*** TASK MATERIAL ***

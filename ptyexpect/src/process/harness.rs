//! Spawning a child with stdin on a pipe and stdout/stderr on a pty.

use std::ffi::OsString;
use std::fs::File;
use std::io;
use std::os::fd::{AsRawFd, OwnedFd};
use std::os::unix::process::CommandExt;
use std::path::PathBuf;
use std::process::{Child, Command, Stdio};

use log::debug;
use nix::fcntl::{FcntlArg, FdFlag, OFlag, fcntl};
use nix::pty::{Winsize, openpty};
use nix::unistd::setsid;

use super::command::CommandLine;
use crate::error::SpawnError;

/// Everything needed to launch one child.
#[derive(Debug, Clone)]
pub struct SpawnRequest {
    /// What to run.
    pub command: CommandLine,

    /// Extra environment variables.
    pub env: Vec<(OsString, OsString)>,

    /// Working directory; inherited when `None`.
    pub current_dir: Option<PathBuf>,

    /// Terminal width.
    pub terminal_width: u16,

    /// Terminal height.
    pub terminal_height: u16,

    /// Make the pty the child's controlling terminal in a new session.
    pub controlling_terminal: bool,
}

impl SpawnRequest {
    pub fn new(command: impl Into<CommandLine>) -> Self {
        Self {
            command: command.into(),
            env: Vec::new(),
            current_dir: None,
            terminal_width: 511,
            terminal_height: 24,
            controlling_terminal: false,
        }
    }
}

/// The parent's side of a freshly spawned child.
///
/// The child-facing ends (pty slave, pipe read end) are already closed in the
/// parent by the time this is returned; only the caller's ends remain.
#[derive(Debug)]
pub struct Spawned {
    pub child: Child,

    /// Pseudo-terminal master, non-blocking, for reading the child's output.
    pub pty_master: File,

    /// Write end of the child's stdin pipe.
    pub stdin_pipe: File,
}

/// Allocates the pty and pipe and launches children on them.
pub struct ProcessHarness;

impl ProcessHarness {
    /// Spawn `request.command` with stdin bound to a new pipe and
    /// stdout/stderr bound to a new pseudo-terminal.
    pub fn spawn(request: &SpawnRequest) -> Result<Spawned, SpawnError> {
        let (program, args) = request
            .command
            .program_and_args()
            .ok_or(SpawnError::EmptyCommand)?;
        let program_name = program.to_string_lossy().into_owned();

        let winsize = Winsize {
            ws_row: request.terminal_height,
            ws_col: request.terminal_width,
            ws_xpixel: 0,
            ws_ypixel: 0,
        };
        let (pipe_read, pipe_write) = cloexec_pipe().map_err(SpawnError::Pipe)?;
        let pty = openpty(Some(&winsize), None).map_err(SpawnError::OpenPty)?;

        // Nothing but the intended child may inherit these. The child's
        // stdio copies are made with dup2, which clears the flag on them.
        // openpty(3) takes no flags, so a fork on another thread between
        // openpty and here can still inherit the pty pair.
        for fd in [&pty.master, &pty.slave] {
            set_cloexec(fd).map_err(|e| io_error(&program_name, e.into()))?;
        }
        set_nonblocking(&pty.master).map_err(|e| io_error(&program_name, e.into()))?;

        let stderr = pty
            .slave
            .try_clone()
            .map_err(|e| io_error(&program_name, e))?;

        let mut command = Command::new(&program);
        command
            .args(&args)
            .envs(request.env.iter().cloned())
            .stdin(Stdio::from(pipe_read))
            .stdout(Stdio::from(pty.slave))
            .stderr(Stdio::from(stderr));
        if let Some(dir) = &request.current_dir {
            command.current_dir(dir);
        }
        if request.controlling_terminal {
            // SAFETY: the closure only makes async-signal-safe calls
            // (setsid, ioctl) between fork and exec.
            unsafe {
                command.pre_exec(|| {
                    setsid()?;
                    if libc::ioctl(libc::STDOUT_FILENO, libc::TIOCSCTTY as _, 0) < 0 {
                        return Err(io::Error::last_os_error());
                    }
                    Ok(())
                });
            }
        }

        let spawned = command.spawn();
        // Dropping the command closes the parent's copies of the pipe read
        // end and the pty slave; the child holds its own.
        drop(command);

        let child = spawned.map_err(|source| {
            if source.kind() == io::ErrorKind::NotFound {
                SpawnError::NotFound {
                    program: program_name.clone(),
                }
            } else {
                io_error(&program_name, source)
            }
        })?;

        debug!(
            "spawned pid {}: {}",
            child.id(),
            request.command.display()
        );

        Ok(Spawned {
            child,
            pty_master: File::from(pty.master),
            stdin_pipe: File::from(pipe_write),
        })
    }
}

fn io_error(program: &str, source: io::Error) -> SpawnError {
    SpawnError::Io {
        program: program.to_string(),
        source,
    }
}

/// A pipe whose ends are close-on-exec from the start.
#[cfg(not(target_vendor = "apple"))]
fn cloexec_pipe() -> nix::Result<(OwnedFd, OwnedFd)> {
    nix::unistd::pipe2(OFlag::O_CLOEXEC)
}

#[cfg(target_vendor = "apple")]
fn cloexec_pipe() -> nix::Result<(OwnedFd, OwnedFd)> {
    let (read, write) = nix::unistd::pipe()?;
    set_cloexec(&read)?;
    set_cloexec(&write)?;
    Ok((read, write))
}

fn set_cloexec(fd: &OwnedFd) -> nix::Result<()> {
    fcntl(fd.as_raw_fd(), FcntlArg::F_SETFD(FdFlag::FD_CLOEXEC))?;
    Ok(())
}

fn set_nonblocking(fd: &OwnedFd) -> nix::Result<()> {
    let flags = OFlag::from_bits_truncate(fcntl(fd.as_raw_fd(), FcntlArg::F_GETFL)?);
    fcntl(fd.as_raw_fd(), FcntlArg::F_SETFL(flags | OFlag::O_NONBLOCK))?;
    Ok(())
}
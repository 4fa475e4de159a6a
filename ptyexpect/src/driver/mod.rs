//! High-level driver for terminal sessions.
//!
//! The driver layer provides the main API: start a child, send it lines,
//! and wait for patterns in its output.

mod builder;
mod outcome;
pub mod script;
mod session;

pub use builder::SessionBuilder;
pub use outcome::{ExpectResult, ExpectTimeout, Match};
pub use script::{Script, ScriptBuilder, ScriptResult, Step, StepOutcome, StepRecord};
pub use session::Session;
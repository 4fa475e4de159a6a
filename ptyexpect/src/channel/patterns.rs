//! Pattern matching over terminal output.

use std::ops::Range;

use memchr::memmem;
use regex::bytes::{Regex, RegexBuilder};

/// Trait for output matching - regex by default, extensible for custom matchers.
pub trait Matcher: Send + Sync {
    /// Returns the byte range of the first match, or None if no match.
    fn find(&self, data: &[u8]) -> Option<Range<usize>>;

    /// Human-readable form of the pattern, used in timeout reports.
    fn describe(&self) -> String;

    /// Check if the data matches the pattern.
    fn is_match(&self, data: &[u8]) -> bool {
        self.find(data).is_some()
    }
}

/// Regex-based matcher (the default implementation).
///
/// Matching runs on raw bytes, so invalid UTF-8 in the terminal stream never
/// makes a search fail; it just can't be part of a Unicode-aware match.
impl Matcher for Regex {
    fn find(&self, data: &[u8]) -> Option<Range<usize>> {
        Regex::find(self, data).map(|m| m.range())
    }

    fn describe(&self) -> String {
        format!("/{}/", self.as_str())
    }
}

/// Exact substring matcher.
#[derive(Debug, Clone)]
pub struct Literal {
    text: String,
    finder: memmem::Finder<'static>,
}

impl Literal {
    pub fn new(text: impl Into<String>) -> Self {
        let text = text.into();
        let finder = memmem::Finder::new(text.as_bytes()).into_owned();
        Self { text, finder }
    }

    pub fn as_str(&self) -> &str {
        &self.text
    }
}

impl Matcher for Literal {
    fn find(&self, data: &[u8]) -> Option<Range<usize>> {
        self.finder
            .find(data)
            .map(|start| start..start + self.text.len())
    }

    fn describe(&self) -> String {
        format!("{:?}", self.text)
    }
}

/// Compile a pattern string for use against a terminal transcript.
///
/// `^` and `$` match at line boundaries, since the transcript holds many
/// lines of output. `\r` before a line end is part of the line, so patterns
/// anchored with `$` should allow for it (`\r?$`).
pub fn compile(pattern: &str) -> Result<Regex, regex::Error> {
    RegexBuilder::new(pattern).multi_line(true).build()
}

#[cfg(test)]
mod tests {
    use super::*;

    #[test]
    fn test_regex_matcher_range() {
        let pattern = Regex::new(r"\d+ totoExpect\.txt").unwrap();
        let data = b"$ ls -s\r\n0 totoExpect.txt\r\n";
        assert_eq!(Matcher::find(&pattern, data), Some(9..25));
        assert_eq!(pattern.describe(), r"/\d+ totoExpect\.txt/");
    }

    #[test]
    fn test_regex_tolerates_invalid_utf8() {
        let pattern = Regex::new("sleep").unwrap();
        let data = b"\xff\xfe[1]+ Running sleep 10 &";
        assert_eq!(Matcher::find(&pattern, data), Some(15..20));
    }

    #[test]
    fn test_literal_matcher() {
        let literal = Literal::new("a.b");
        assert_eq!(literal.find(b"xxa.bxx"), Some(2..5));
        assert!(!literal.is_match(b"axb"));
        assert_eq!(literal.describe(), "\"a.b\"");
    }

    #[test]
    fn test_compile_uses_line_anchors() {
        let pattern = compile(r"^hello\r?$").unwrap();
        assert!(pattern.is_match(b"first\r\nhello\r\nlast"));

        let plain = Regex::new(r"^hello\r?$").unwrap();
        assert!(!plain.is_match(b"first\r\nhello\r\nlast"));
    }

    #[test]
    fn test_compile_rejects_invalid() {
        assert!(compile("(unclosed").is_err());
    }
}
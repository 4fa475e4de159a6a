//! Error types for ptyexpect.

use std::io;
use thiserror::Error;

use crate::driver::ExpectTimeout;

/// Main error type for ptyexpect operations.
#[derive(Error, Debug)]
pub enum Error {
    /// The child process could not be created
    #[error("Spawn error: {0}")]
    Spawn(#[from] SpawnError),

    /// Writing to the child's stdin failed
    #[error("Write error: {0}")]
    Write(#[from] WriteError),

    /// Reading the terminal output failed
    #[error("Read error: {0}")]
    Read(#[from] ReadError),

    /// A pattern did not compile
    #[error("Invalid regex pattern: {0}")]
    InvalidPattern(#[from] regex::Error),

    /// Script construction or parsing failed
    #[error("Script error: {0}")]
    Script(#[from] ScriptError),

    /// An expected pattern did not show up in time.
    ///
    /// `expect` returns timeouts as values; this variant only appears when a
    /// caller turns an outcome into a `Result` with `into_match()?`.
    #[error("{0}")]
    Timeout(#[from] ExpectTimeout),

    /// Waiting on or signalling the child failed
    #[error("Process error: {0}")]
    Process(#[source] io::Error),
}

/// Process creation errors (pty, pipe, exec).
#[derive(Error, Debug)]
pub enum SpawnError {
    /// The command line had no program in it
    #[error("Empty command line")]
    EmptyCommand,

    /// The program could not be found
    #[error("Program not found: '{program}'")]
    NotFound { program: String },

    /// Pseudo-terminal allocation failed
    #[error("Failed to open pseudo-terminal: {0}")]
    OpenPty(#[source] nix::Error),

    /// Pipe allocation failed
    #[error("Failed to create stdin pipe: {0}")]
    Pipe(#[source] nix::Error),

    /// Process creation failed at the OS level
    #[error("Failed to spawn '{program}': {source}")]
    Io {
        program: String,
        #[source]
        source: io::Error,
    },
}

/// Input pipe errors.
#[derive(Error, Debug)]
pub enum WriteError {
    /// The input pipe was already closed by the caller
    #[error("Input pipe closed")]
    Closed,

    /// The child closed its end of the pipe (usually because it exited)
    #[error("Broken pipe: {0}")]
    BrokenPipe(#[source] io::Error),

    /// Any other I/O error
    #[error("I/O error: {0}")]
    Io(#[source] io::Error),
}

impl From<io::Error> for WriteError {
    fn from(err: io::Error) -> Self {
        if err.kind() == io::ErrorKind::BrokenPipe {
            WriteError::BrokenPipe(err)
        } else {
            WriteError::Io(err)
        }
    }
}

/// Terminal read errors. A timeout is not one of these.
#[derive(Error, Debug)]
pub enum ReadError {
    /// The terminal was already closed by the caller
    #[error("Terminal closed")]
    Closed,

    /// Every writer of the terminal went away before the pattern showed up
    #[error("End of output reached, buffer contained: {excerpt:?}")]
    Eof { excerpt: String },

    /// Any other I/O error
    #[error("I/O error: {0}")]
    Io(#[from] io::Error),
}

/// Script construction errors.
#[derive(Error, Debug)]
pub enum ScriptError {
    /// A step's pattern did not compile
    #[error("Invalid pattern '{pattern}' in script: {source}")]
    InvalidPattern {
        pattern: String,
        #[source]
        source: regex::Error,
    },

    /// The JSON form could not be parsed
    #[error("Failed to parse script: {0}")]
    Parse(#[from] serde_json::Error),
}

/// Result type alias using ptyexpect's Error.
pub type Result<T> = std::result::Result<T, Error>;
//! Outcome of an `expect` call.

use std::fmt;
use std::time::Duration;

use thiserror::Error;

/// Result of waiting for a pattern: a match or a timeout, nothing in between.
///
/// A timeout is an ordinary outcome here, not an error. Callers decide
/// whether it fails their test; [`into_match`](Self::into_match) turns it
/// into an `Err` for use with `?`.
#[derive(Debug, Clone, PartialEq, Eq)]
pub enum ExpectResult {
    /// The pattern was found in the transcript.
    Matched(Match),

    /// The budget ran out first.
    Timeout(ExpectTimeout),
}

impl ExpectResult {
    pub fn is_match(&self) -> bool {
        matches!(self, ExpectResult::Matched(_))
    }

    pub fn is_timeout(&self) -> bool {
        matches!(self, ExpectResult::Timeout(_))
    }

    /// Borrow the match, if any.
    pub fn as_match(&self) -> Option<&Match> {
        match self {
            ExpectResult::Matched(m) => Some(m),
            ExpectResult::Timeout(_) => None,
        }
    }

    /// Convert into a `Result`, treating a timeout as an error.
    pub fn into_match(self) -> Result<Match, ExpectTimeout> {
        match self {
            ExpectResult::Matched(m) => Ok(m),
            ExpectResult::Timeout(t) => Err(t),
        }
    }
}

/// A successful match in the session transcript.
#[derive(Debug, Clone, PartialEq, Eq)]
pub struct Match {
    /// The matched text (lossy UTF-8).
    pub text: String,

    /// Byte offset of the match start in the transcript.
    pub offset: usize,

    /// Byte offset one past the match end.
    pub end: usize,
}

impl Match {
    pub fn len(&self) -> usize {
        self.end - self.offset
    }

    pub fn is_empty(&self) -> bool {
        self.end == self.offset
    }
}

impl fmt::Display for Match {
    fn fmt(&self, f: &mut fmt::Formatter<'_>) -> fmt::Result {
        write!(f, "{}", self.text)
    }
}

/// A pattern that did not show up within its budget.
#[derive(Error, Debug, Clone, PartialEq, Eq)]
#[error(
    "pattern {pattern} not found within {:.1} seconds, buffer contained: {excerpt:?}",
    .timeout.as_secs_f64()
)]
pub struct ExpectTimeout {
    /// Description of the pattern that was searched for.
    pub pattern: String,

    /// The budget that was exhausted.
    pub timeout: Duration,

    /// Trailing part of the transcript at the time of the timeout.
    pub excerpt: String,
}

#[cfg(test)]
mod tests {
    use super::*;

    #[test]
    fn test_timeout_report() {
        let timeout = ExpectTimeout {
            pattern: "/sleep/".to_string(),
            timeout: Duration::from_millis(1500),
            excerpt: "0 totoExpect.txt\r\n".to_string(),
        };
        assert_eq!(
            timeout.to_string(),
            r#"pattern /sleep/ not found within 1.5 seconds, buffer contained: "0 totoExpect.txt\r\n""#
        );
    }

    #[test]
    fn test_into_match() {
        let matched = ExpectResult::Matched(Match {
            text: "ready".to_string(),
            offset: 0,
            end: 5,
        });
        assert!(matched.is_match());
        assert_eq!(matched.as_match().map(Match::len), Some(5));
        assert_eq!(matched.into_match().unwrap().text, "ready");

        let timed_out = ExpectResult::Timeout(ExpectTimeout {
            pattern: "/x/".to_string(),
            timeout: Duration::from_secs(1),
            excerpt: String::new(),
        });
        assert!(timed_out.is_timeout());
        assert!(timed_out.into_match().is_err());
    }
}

*** End of TASK MATERIAL ***

Scan the listing for "SpawnError" and copy out each line that has it.

TASK RESULT =
use crate::error::SpawnError;
    pub fn spawn(request: &SpawnRequest) -> Result<Spawned, SpawnError> {
            .ok_or(SpawnError::EmptyCommand)?;
        let (pipe_read, pipe_write) = cloexec_pipe().map_err(SpawnError::Pipe)?;
        let pty = openpty(Some(&winsize), None).map_err(SpawnError::OpenPty)?;
                SpawnError::NotFound {
fn io_error(program: &str, source: io::Error) -> SpawnError {
    SpawnError::Io {
    Spawn(#[from] SpawnError),
pub enum SpawnError {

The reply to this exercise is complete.